**Instructions to follow**
Beginning with the line containing "target(), rx, config).spawn();" and ending with the last line of the entries below, copy each line exactly and nothing else.

#### Data supplied

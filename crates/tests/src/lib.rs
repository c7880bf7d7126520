//! # Integration Tests
//!
//! 集成测试与端到端测试。
//!
//! 负责：
//! - 配置 -> watcher / dispatcher 参数的贯通测试
//! - 内存文件 + 伪 Notifier 的 e2e 测试
//! - 真实临时文件的 e2e 测试

#[cfg(test)]
mod contract_tests {
    use config_loader::{ConfigFormat, ConfigLoader};
    use dispatcher::DispatcherConfig;
    use ingestion::WatcherConfig;
    use std::time::Duration;

    #[test]
    fn test_config_flows_into_both_loops() {
        let config = ConfigLoader::load_from_str(
            r##"
[source]
path = "/var/log/app.log"
chunk_size = 4096
ingest_interval_secs = 0.5

[target]
endpoint = "https://hooks.example.com/T000"
topic = "#ops"

[delivery]
flush_interval_secs = 2.0
"##,
            ConfigFormat::Toml,
        )
        .unwrap();

        let watcher = WatcherConfig::from(&config.source);
        assert_eq!(watcher.chunk_size, 4096);
        assert_eq!(watcher.ingest_interval, Duration::from_millis(500));

        let dispatcher = DispatcherConfig::from(&config.delivery);
        assert_eq!(dispatcher.flush_interval, Duration::from_secs(2));
    }
}

#[cfg(test)]
mod e2e_tests {
    use std::sync::{Arc, Mutex};
    use std::time::Duration;

    use contracts::{ContractError, DispatchTarget, Notifier};
    use dispatcher::{Dispatcher, DispatcherConfig};
    use ingestion::{handoff_queue, FileSource, MemorySource, PollOutcome, Watcher, WatcherConfig};

    /// Fake notifier recording every attempt
    #[derive(Clone, Default)]
    struct FakeNotifier {
        deliveries: Arc<Mutex<Vec<(String, DispatchTarget)>>>,
        failures_left: Arc<Mutex<usize>>,
        delay: Duration,
    }

    impl FakeNotifier {
        fn failing_first(n: usize) -> Self {
            Self {
                failures_left: Arc::new(Mutex::new(n)),
                ..Default::default()
            }
        }

        fn slow(delay: Duration) -> Self {
            Self {
                delay,
                ..Default::default()
            }
        }

        fn texts(&self) -> Vec<String> {
            self.deliveries
                .lock()
                .unwrap()
                .iter()
                .map(|(text, _)| text.clone())
                .collect()
        }

        fn joined(&self) -> String {
            self.texts().concat()
        }
    }

    impl Notifier for FakeNotifier {
        fn name(&self) -> &str {
            "fake"
        }

        async fn deliver(
            &mut self,
            text: &str,
            target: &DispatchTarget,
        ) -> Result<(), ContractError> {
            if !self.delay.is_zero() {
                tokio::time::sleep(self.delay).await;
            }
            self.deliveries
                .lock()
                .unwrap()
                .push((text.to_string(), target.clone()));

            let mut failures_left = self.failures_left.lock().unwrap();
            if *failures_left > 0 {
                *failures_left -= 1;
                return Err(ContractError::delivery("fake", "endpoint unavailable"));
            }
            Ok(())
        }
    }

    fn target() -> DispatchTarget {
        DispatchTarget::new("https://hooks.example.com/T000", "#ops")
    }

    fn watcher_config(chunk_size: usize) -> WatcherConfig {
        WatcherConfig::new(chunk_size, Duration::from_millis(5))
    }

    fn no_cooldown() -> DispatcherConfig {
        DispatcherConfig {
            flush_interval: Duration::ZERO,
        }
    }

    /// Poll until `done` holds or two seconds pass
    async fn wait_until(mut done: impl FnMut() -> bool) {
        let deadline = tokio::time::Instant::now() + Duration::from_secs(2);
        while !done() && tokio::time::Instant::now() < deadline {
            tokio::time::sleep(Duration::from_millis(5)).await;
        }
    }

    /// File starts empty, "hello\n" is appended, one delivery to the
    /// configured target follows.
    #[tokio::test]
    async fn test_hello_delivered_to_target() {
        let file = MemorySource::new();
        let writer = file.clone();
        let (tx, rx) = handoff_queue();

        let mut watcher = Watcher::start_at_end(file, watcher_config(1024), tx)
            .await
            .unwrap();
        let notifier = FakeNotifier::default();
        let dispatcher = Dispatcher::new(notifier.clone(), target(), rx, no_cooldown());
        let metrics = dispatcher.metrics();
        let dispatcher_handle = dispatcher.spawn();

        writer.append(b"hello\n");
        assert_eq!(
            watcher.poll_once().await.unwrap(),
            PollOutcome::Enqueued { seq: 0, bytes: 6 }
        );
        assert_eq!(watcher.cursor().offset(), 6);
        assert_eq!(watcher.poll_once().await.unwrap(), PollOutcome::Idle);

        drop(watcher);
        dispatcher_handle.await.unwrap();

        let deliveries = notifier.deliveries.lock().unwrap().clone();
        assert_eq!(deliveries, vec![("hello\n".to_string(), target())]);
        assert_eq!(metrics.snapshot().delivered, 1);
    }

    #[tokio::test]
    async fn test_appends_between_polls_coalesce() {
        let file = MemorySource::new();
        let writer = file.clone();
        let (tx, rx) = handoff_queue();

        let mut watcher = Watcher::start_at_end(file, watcher_config(1024), tx)
            .await
            .unwrap();
        let notifier = FakeNotifier::default();
        let dispatcher_handle =
            Dispatcher::new(notifier.clone(), target(), rx, no_cooldown()).spawn();

        writer.append(b"a");
        writer.append(b"b");
        watcher.poll_once().await.unwrap();

        drop(watcher);
        dispatcher_handle.await.unwrap();
        assert_eq!(notifier.texts(), vec!["ab"]);
    }

    #[tokio::test]
    async fn test_preexisting_content_is_never_sent() {
        let file = MemorySource::with_content(b"old line 1\nold line 2\n");
        let writer = file.clone();
        let (tx, rx) = handoff_queue();

        let watcher = Watcher::start_at_end(file, watcher_config(1024), tx)
            .await
            .unwrap();
        let notifier = FakeNotifier::default();
        let watcher_handle = watcher.spawn();
        let dispatcher_handle =
            Dispatcher::new(notifier.clone(), target(), rx, no_cooldown()).spawn();

        writer.append(b"new line\n");
        wait_until(|| !notifier.texts().is_empty()).await;

        watcher_handle.abort();
        dispatcher_handle.abort();
        assert_eq!(notifier.joined(), "new line\n");
    }

    /// Many small writes through a tiny chunk size and a slow endpoint
    /// arrive complete and in order.
    #[tokio::test]
    async fn test_order_preserved_through_slow_endpoint() {
        let file = MemorySource::new();
        let writer = file.clone();
        let (tx, rx) = handoff_queue();

        let watcher = Watcher::start_at_end(file, watcher_config(7), tx)
            .await
            .unwrap();
        let watcher_metrics = watcher.metrics();
        let notifier = FakeNotifier::slow(Duration::from_millis(2));
        let watcher_handle = watcher.spawn();
        let dispatcher_handle =
            Dispatcher::new(notifier.clone(), target(), rx, no_cooldown()).spawn();

        let mut expected = String::new();
        for i in 0..40 {
            let line = format!("line {i}\n");
            writer.append(line.as_bytes());
            expected.push_str(&line);
            if i % 5 == 0 {
                tokio::time::sleep(Duration::from_millis(3)).await;
            }
        }

        wait_until(|| notifier.joined().len() == expected.len()).await;
        watcher_handle.abort();
        dispatcher_handle.abort();

        assert_eq!(notifier.joined(), expected);
        assert_eq!(
            watcher_metrics.snapshot().bytes_read,
            expected.len() as u64
        );
        assert!(notifier.texts().iter().all(|text| text.len() <= 7));
    }

    #[tokio::test]
    async fn test_failed_delivery_does_not_block_next() {
        let file = MemorySource::new();
        let writer = file.clone();
        let (tx, rx) = handoff_queue();

        let mut watcher = Watcher::start_at_end(file, watcher_config(1024), tx)
            .await
            .unwrap();
        let notifier = FakeNotifier::failing_first(1);
        let dispatcher = Dispatcher::new(notifier.clone(), target(), rx, no_cooldown());
        let metrics = dispatcher.metrics();
        let dispatcher_handle = dispatcher.spawn();

        writer.append(b"first\n");
        watcher.poll_once().await.unwrap();
        writer.append(b"second\n");
        watcher.poll_once().await.unwrap();

        drop(watcher);
        dispatcher_handle.await.unwrap();

        // Attempted once each, in order, no retry
        assert_eq!(notifier.texts(), vec!["first\n", "second\n"]);
        let snapshot = metrics.snapshot();
        assert_eq!(snapshot.failed, 1);
        assert_eq!(snapshot.delivered, 1);
    }

    /// The watcher keeps reading while the dispatcher is stuck in cooldown.
    #[tokio::test]
    async fn test_watcher_never_waits_for_dispatcher() {
        let file = MemorySource::new();
        let writer = file.clone();
        let (tx, rx) = handoff_queue();

        let mut watcher = Watcher::start_at_end(file, watcher_config(1024), tx)
            .await
            .unwrap();
        let notifier = FakeNotifier::default();
        let config = DispatcherConfig {
            flush_interval: Duration::from_secs(60),
        };
        let dispatcher_handle = Dispatcher::new(notifier.clone(), target(), rx, config).spawn();

        for i in 0..5 {
            writer.append(format!("burst {i}\n").as_bytes());
            let outcome = tokio::time::timeout(Duration::from_millis(500), watcher.poll_once())
                .await
                .expect("watcher blocked")
                .unwrap();
            assert!(matches!(outcome, PollOutcome::Enqueued { .. }));
        }

        wait_until(|| !notifier.texts().is_empty()).await;
        assert_eq!(watcher.metrics().snapshot().chunks_enqueued, 5);
        assert_eq!(notifier.texts(), vec!["burst 0\n"]);

        dispatcher_handle.abort();
    }

    #[tokio::test]
    async fn test_real_file_end_to_end() {
        use std::io::Write;

        let mut file = tempfile::NamedTempFile::new().unwrap();
        file.write_all(b"before start\n").unwrap();
        file.flush().unwrap();

        let source = FileSource::open(file.path()).await.unwrap();
        let (tx, rx) = handoff_queue();
        let watcher = Watcher::start_at_end(source, watcher_config(1024), tx)
            .await
            .unwrap();
        assert_eq!(watcher.cursor().offset(), 13);

        let notifier = FakeNotifier::default();
        let watcher_handle = watcher.spawn();
        let dispatcher_handle =
            Dispatcher::new(notifier.clone(), target(), rx, no_cooldown()).spawn();

        file.write_all("déjà vu\n".as_bytes()).unwrap();
        file.flush().unwrap();
        wait_until(|| notifier.joined() == "déjà vu\n").await;

        file.write_all(b"second\n").unwrap();
        file.flush().unwrap();
        wait_until(|| notifier.joined() == "déjà vu\nsecond\n").await;

        watcher_handle.abort();
        dispatcher_handle.abort();
        assert_eq!(notifier.joined(), "déjà vu\nsecond\n");
    }
}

########

**Exercise answer**
        let dispatcher_handle = Dispatcher::new(notifier.clone(), target(), rx, config).spawn();

        for i in 0..5 {
            writer.append(format!("burst {i}\n").as_bytes());
            let outcome = tokio::time::timeout(Duration::from_millis(500), watcher.poll_once())
                .await
                .expect("watcher blocked")
                .unwrap();
            assert!(matches!(outcome, PollOutcome::Enqueued { .. }));
        }

        wait_until(|| !notifier.texts().is_empty()).await;
        assert_eq!(watcher.metrics().snapshot().chunks_enqueued, 5);
        assert_eq!(notifier.texts(), vec!["burst 0\n"]);

        dispatcher_handle.abort();
    }

    #[tokio::test]
    async fn test_real_file_end_to_end() {
        use std::io::Write;

        let mut file = tempfile::NamedTempFile::new().unwrap();
        file.write_all(b"before start\n").unwrap();
        file.flush().unwrap();

        let source = FileSource::open(file.path()).await.unwrap();
        let (tx, rx) = handoff_queue();
        let watcher = Watcher::start_at_end(source, watcher_config(1024), tx)
            .await
            .unwrap();
        assert_eq!(watcher.cursor().offset(), 13);

        let notifier = FakeNotifier::default();
        let watcher_handle = watcher.spawn();
        let dispatcher_handle =
            Dispatcher::new(notifier.clone(), target(), rx, no_cooldown()).spawn();

        file.write_all("déjà vu\n".as_bytes()).unwrap();
        file.flush().unwrap();
        wait_until(|| notifier.joined() == "déjà vu\n").await;

        file.write_all(b"second\n").unwrap();
        file.flush().unwrap();
        wait_until(|| notifier.joined() == "déjà vu\nsecond\n").await;

        watcher_handle.abort();
        dispatcher_handle.abort();
        assert_eq!(notifier.joined(), "déjà vu\nsecond\n");
    }
}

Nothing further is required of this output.